Background information
- Origin: United Kingdom
- Genres: Pop, MOR
- Instrument(s): Vocals, keyboards
- Years active: 1974–1985
- Labels: Magnet Records
- Past members: Paul Griggs Dominic Grant Rosie Hetherington Martine Howard Julie Forsyth David Van Day Thereza Bazar

= Guys 'n' Dolls =

British pop group

Guys 'n' Dolls were a UK pop group, initially comprising a three-girl/three-boy line-up and later becoming two-girl/two-boy. In the mid-1970s, they scored UK top-ten hits with the singles "There's a Whole Lot of Loving" and "You Don't Have to Say You Love Me". In the late 1970s they found further success in the Netherlands, where they had a number-one hit with "You're My World".

==Career==
Guys 'n' Dolls were formed in November 1974, after Ammo Productions held auditions for three young men and three young women to perform as a vocal group. The six original members were Paul Griggs, David Van Day, Dominic Grant, Thereza Bazar, Martine Howard and Julie Forsyth (daughter of entertainer Bruce Forsyth).

Guys 'n' Dolls released their first hit single, "There's a Whole Lot of Loving", in January 1975. The song was originally recorded in September 1974 by a group of session singers (including Tony Burrows and Clare Torry) for a TV advertisement for McVitie's biscuits. Guys 'n' Dolls were formed to cash in upon the popularity of the jingle and to present it as a single. However, the group was not ready in time to record an entirely new version for the single's hasty release and so the voices of the session singers remained on the single. The song became an immediate hit, rising to No. 2 in the UK singles chart, launching the group to overnight stardom.

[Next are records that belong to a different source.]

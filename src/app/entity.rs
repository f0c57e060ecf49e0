use crate::app::code_buffer::CodeBuffer;
use crate::app::column_renderer::{ColumnRenderer, RenderContext, RenderError};
use crate::domain::Table;

/// Every property of the table first, then every accessor, in column order.
pub fn render_entity_body(table: &Table, ctx: RenderContext<'_>) -> Result<String, RenderError> {
    let indentation = ctx.config.indentation;
    let mut declarations = CodeBuffer::new(indentation);
    let mut accessors = CodeBuffer::new(indentation);

    for column in table.rendered_columns() {
        ColumnRenderer::new(column, ctx)
            .write_declaration(&mut declarations)?
            .write_accessors(&mut accessors)?;
    }

    let mut body = CodeBuffer::new(indentation);
    body.splice(&declarations).splice(&accessors);
    Ok(body.into_string())
}
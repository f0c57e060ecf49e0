use thiserror::Error;

use crate::domain::{Column, MappedType, NativeType};

#[derive(Debug, Clone, PartialEq, Eq, Error)]
pub enum ConvertError {
    #[error("Unknown raw type `{raw_type}` for column `{column}`")]
    UnknownRawType { column: String, raw_type: String },
    #[error("No native type for mapped type `{0}`")]
    UnmappedType(String),
}

/// Classifies a column's raw schema type and resolves the PHP type behind it.
#[cfg_attr(test, mockall::automock)]
pub trait DatatypeConverter: Send + Sync {
    fn mapped_type(&self, column: &Column) -> Result<MappedType, ConvertError>;

    fn native_type(&self, mapped: &MappedType) -> Result<NativeType, ConvertError>;
}
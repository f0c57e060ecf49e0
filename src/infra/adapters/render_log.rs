use std::sync::Mutex;

use crate::app::ports::RenderLog;

/// Forwards render progress to the `log` facade.
#[derive(Debug, Default, Clone, Copy)]
pub struct LogCrateSink;

impl RenderLog for LogCrateSink {
    fn add_log(&self, message: &str) {
        log::info!("{}", message.trim_start());
    }
}

/// Keeps every message, in order, for callers that report the log afterwards.
#[derive(Debug, Default)]
pub struct MemoryLog {
    messages: Mutex<Vec<String>>,
}

impl MemoryLog {
    pub fn new() -> Self {
        Self::default()
    }

    pub fn messages(&self) -> Vec<String> {
        match self.messages.lock() {
            Ok(messages) => messages.clone(),
            Err(poisoned) => poisoned.into_inner().clone(),
        }
    }
}

impl RenderLog for MemoryLog {
    fn add_log(&self, message: &str) {
        let mut messages = match self.messages.lock() {
            Ok(messages) => messages,
            Err(poisoned) => poisoned.into_inner(),
        };
        messages.push(message.to_string());
    }
}

#[cfg(test)]
mod tests {
    use super::*;

    mod memory_log {
        use super::*;

        #[test]
        fn keeps_messages_in_order() {
            let log = MemoryLog::new();
            log.add_log("first");
            log.add_log("  second");

            assert_eq!(log.messages(), vec!["first", "  second"]);
        }

        #[test]
        fn starts_empty() {
            assert!(MemoryLog::new().messages().is_empty());
        }
    }

    mod log_crate_sink {
        use super::*;

        #[test]
        fn accepts_messages_without_logger_installed() {
            LogCrateSink.add_log("  Writing setter/getter for column \"id\"");
        }
    }
}
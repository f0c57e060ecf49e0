pub mod annotation;
pub mod column;
pub mod datatype;
pub mod table;

pub use annotation::{AnnotationAttributes, AnnotationValue};
pub use column::{Column, ColumnParameters, UNSET, pascal_case};
pub use datatype::{MappedType, NativeType};
pub use table::Table;
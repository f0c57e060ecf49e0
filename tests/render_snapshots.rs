mod harness;

use harness::fixtures::{column_with_default, email_column, id_column, users_table};
use harness::{render_column, render_table};

use mwb_doctrine::app::column_renderer::RenderError;
use mwb_doctrine::app::config::{FormatterConfig, QuoteStrategy};
use mwb_doctrine::app::ports::ConvertError;
use mwb_doctrine::domain::{Column, UNSET};

fn property_line(declaration: &str) -> &str {
    declaration
        .lines()
        .find(|l| l.starts_with("protected $"))
        .unwrap()
}

#[test]
fn nullable_email_column() {
    let table = users_table(vec![]);
    let rendered = render_column(&table, &email_column(), &FormatterConfig::default());

    insta::assert_snapshot!(rendered.declaration, @r#"
    /**
     * @ORM\Column(type="string", length=255, nullable=true)
     */
    protected $email;
    "#);

    insta::assert_snapshot!(rendered.accessors, @r#"
    /**
     * Set the value of email.
     *
     * @param string $email
     *
     * @return \App\Entity\User
     */
    public function setEmail($email = null)
    {
        $this->email = $email;

        return $this;
    }

    /**
     * Get the value of email.
     *
     * @return string
     */
    public function getEmail(): ?string
    {
        return $this->email;
    }
    "#);

    assert_eq!(
        rendered.log,
        vec!["  Writing setter/getter for column \"email\"".to_string()]
    );
}

#[test]
fn auto_increment_primary_key() {
    let table = users_table(vec![]);
    let config = FormatterConfig {
        generated_value_strategy: "identity".to_string(),
        ..Default::default()
    };
    let rendered = render_column(&table, &id_column(), &config);

    insta::assert_snapshot!(rendered.declaration, @r#"
    /**
     * @ORM\Id
     * @ORM\Column(type="integer", options={"unsigned"=true})
     * @ORM\GeneratedValue(strategy="IDENTITY")
     */
    protected $id;
    "#);

    insta::assert_snapshot!(rendered.accessors, @r#"
    /**
     * Get the value of id.
     *
     * @return integer
     */
    public function getId(): int
    {
        return $this->id;
    }
    "#);
}

#[test]
fn entity_body_orders_declarations_before_accessors() {
    let table = users_table(vec![id_column(), email_column()]);

    let body = render_table(&table, &FormatterConfig::default()).unwrap();

    insta::assert_snapshot!(body, @r#"
    /**
     * @ORM\Id
     * @ORM\Column(type="integer", options={"unsigned"=true})
     * @ORM\GeneratedValue(strategy="AUTO")
     */
    protected $id;

    /**
     * @ORM\Column(type="string", length=255, nullable=true)
     */
    protected $email;


    /**
     * Get the value of id.
     *
     * @return integer
     */
    public function getId(): int
    {
        return $this->id;
    }

    /**
     * Set the value of email.
     *
     * @param string $email
     *
     * @return \App\Entity\User
     */
    public function setEmail($email = null)
    {
        $this->email = $email;

        return $this;
    }

    /**
     * Get the value of email.
     *
     * @return string
     */
    public function getEmail(): ?string
    {
        return $this->email;
    }
    "#);
}

#[test]
fn boolean_defaults_render_as_literals() {
    let table = users_table(vec![]);
    let config = FormatterConfig::default();

    let truthy = render_column(&table, &column_with_default("active", "TINYINT(1)", Some("1")), &config);
    let falsy = render_column(&table, &column_with_default("active", "TINYINT(1)", Some("0")), &config);
    let unset = render_column(&table, &column_with_default("active", "TINYINT(1)", None), &config);

    assert_eq!(property_line(&truthy.declaration), "protected $active = true;");
    assert_eq!(property_line(&falsy.declaration), "protected $active = false;");
    assert_eq!(property_line(&unset.declaration), "protected $active;");
    assert!(
        truthy
            .accessors
            .contains("    $this->active = (boolean) $active;")
    );
    assert!(truthy.accessors.contains("public function getActive(): bool"));
}

#[test]
fn json_default_loses_one_pair_of_quotes() {
    let table = users_table(vec![]);
    let rendered = render_column(
        &table,
        &column_with_default("roles", "JSON", Some("'[\"ROLE_USER\"]'")),
        &FormatterConfig::default(),
    );

    assert!(rendered.declaration.contains("@ORM\\Column(type=\"json_array\")"));
    assert_eq!(
        property_line(&rendered.declaration),
        "protected $roles = [\"ROLE_USER\"];"
    );
}

#[test]
fn decimal_default_gains_fraction_and_keeps_precision() {
    let table = users_table(vec![]);
    let mut price = column_with_default("price", "DECIMAL", Some("5"));
    price.parameters.precision = Some(10);
    price.parameters.scale = Some(2);
    price.parameters.length = Some(UNSET);

    let rendered = render_column(&table, &price, &FormatterConfig::default());

    assert!(
        rendered
            .declaration
            .contains("@ORM\\Column(type=\"decimal\", precision=10, scale=2)")
    );
    assert_eq!(property_line(&rendered.declaration), "protected $price = 5.0;");
    assert!(rendered.accessors.contains("    $this->price = (float) $price;"));
}

#[test]
fn reserved_word_column_gets_quoted_name() {
    let table = users_table(vec![]);
    let rendered = render_column(&table, &Column::new("order", "INT"), &FormatterConfig::default());

    assert!(
        rendered
            .declaration
            .contains("@ORM\\Column(name=\"`order`\", type=\"integer\")")
    );

    let unquoted = FormatterConfig {
        quote_identifier_strategy: QuoteStrategy::None,
        ..Default::default()
    };
    let rendered = render_column(&table, &Column::new("order", "INT"), &unquoted);
    assert!(rendered.declaration.contains("@ORM\\Column(type=\"integer\")"));
}

#[test]
fn datetime_setter_is_type_hinted_when_enabled() {
    let table = users_table(vec![]);
    let mut created_at = Column::new("created_at", "DATETIME");
    created_at.nullable = true;
    let config = FormatterConfig {
        property_typehint: true,
        ..Default::default()
    };

    let rendered = render_column(&table, &created_at, &config);

    assert!(
        rendered
            .accessors
            .contains("public function setCreatedAt(\\DateTime $created_at = null)")
    );
    assert!(rendered.accessors.contains(" * @param \\DateTime $created_at"));
    assert!(
        rendered
            .accessors
            .contains("public function getCreatedAt(): ?\\DateTime")
    );
}

#[test]
fn ignored_column_renders_nothing() {
    let table = users_table(vec![]);
    let mut column = email_column();
    column.is_ignored = true;

    let rendered = render_column(&table, &column, &FormatterConfig::default());

    assert!(rendered.declaration.is_empty());
    assert!(rendered.accessors.is_empty());
    assert!(rendered.log.is_empty());
}

#[test]
fn unknown_raw_type_fails_the_table() {
    let table = users_table(vec![id_column(), Column::new("area", "POLYGON")]);

    let result = render_table(&table, &FormatterConfig::default());

    assert!(matches!(
        result,
        Err(RenderError::Convert(ConvertError::UnknownRawType { ref column, .. })) if column == "area"
    ));
}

The following year, the group scored highly again as their cover of "You Don't Have to Say You Love Me" peaked at No.5. Other singles by the group charted more modestly and they only had one hit album, Guys 'n Dolls, released in 1975. In 1977, however, they scored a No.1 hit in both the Netherlands and Belgium with "You're My World", launching them on a new phase of their career.

By mid-1977, Van Day and Bazar were unhappy with the direction of the group, and their complaints led to the management asking them to leave. By mutual agreement, publicity at the time showed leaving the group was their own decision, to concentrate on songwriting. The duo, as Dollar, had several hits in the late 1970s and 1980s. Guys 'n' Dolls continued as a quartet, with their third album Together (1977) depicting just the four remaining members. The group scored a final minor hit in the UK in 1978, and, after failing to renew their contract with Magnet Records, concentrated on their success in the Netherlands, where they continued having hits for the next few years. In late 1978, the group performed as the opening act for Frank Sinatra in a series of London concerts.

In 1979, the group took part in the A Song For Europe contest, hoping to represent the UK in the Eurovision Song Contest with the song "How Do You Mend a Broken Heart?". The show was abandoned due to a BBC strike, but the song finished in tenth place of the 12 entries when the judges cast votes on the audio recordings of the songs.

In 1980, Forsyth and Grant had their first child together, and Martine Howard and Guys 'n' Dolls' record producer Gerard Stellaard married and moved to the Netherlands. After marrying, Howard left the group, and was replaced by Forsyth's younger sister Laura early in 1981. The change was short-lived, as Laura was replaced by Rosie Hetherington, who had previously been a part of the dance troupe Legs & Co.

Guys 'n' Dolls finished as a unit in December 1985, having spent 11 years together.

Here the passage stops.